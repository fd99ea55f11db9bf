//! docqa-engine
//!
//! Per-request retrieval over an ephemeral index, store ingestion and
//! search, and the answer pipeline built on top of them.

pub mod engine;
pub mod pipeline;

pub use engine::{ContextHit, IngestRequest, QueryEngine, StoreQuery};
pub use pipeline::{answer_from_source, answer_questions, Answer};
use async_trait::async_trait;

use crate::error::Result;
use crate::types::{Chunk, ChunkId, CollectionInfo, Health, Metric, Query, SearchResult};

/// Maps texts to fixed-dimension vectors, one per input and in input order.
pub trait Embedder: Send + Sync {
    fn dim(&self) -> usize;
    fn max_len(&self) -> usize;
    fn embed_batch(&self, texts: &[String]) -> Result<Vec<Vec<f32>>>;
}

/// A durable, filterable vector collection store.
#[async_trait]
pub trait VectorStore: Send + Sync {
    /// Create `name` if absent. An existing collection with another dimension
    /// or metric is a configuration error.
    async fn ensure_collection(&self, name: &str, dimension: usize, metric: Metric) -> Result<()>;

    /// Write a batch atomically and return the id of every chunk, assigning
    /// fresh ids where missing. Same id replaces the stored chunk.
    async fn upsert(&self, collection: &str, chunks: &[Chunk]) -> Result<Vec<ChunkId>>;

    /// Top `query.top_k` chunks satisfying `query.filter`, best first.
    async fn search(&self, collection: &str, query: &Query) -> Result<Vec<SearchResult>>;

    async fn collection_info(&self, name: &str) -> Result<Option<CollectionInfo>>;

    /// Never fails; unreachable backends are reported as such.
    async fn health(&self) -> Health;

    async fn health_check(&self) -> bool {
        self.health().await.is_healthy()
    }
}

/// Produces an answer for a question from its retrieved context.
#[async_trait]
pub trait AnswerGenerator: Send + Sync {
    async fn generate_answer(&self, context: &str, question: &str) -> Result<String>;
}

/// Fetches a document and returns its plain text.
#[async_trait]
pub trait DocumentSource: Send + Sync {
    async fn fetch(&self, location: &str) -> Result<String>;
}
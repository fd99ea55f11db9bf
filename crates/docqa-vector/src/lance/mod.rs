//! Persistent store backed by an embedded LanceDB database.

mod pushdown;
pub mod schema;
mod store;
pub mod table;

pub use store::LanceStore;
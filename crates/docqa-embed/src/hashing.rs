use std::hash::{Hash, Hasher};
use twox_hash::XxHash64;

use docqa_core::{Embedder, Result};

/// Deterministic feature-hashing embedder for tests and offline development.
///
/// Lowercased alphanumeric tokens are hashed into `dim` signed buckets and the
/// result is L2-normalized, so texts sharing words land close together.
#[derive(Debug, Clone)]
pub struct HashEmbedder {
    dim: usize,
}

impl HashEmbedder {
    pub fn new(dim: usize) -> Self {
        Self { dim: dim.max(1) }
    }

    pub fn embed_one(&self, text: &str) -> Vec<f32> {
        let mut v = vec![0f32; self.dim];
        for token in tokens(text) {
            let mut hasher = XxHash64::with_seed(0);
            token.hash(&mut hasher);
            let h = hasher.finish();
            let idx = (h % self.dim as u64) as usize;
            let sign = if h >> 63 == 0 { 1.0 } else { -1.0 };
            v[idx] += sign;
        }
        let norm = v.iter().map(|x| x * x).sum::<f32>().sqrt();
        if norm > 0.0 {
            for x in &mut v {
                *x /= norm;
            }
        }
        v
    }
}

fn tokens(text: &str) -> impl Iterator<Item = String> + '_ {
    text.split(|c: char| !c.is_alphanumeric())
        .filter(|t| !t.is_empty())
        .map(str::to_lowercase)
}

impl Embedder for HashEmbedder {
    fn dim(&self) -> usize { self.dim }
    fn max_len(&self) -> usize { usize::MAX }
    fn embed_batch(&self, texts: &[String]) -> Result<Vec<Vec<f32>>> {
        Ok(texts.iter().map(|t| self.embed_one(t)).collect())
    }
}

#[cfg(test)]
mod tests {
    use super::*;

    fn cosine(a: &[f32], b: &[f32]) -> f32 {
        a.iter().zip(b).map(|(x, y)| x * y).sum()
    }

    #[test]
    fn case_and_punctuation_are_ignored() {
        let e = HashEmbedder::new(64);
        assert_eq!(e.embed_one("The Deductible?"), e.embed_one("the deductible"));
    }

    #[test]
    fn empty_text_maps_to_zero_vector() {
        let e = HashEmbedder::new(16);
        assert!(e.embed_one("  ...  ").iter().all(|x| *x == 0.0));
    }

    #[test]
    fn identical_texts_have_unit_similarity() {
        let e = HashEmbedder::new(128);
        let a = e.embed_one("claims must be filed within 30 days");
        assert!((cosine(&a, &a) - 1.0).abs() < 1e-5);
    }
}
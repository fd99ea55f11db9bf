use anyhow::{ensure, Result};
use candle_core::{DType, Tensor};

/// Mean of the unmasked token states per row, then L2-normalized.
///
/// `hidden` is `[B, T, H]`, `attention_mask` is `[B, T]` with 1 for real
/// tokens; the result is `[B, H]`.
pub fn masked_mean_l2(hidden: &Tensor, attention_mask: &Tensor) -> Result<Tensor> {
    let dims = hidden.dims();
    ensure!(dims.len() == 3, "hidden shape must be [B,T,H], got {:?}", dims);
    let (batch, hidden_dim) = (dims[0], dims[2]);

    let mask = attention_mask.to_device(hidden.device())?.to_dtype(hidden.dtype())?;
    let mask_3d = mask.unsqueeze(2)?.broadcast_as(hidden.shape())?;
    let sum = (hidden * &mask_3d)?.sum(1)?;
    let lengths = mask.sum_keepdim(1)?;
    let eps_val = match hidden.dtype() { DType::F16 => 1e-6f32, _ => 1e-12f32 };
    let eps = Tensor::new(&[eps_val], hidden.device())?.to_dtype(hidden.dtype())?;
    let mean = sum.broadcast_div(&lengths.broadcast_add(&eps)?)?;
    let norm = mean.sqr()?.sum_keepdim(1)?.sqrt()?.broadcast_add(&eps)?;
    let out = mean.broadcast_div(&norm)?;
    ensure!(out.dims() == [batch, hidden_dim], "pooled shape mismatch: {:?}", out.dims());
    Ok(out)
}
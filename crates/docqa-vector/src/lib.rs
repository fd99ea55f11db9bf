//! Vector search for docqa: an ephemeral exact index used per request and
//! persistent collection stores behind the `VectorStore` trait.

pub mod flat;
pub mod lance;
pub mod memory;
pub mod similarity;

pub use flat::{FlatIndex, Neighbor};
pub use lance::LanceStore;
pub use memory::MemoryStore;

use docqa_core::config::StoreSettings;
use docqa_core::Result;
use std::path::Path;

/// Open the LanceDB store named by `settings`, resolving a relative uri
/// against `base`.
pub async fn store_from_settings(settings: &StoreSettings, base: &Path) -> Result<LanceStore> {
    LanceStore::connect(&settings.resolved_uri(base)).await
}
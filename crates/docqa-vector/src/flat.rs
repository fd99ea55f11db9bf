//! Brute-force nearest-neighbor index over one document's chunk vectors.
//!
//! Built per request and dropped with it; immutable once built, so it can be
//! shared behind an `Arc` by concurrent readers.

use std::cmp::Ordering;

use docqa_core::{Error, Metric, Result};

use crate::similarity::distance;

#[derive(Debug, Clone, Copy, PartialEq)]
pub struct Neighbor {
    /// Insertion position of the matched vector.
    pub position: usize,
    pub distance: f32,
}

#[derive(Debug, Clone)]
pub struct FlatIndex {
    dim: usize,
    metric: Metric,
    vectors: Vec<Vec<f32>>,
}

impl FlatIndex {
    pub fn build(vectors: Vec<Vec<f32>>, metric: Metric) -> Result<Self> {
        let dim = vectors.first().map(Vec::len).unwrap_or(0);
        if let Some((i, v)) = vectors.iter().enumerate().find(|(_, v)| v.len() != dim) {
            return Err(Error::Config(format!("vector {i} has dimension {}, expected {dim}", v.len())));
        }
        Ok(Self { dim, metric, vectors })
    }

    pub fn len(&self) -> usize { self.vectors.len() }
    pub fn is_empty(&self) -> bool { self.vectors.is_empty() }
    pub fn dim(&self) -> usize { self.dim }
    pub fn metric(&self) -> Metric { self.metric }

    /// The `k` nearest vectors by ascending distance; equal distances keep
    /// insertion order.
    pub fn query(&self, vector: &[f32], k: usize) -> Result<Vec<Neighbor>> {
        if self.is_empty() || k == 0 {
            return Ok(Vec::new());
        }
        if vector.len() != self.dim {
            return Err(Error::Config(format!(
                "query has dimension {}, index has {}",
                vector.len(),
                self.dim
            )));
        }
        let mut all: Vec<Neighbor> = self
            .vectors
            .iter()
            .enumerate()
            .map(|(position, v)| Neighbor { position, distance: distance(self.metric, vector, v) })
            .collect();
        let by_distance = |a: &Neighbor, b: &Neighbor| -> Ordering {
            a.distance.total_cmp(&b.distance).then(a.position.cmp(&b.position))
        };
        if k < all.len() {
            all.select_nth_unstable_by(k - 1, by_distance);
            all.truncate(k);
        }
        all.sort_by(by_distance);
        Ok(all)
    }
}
——————
Among the lines above, which ones include the word "await"? Copy them.

# [THE ANSWER]
        self.health().await.is_healthy()
    LanceStore::connect(&settings.resolved_uri(base)).await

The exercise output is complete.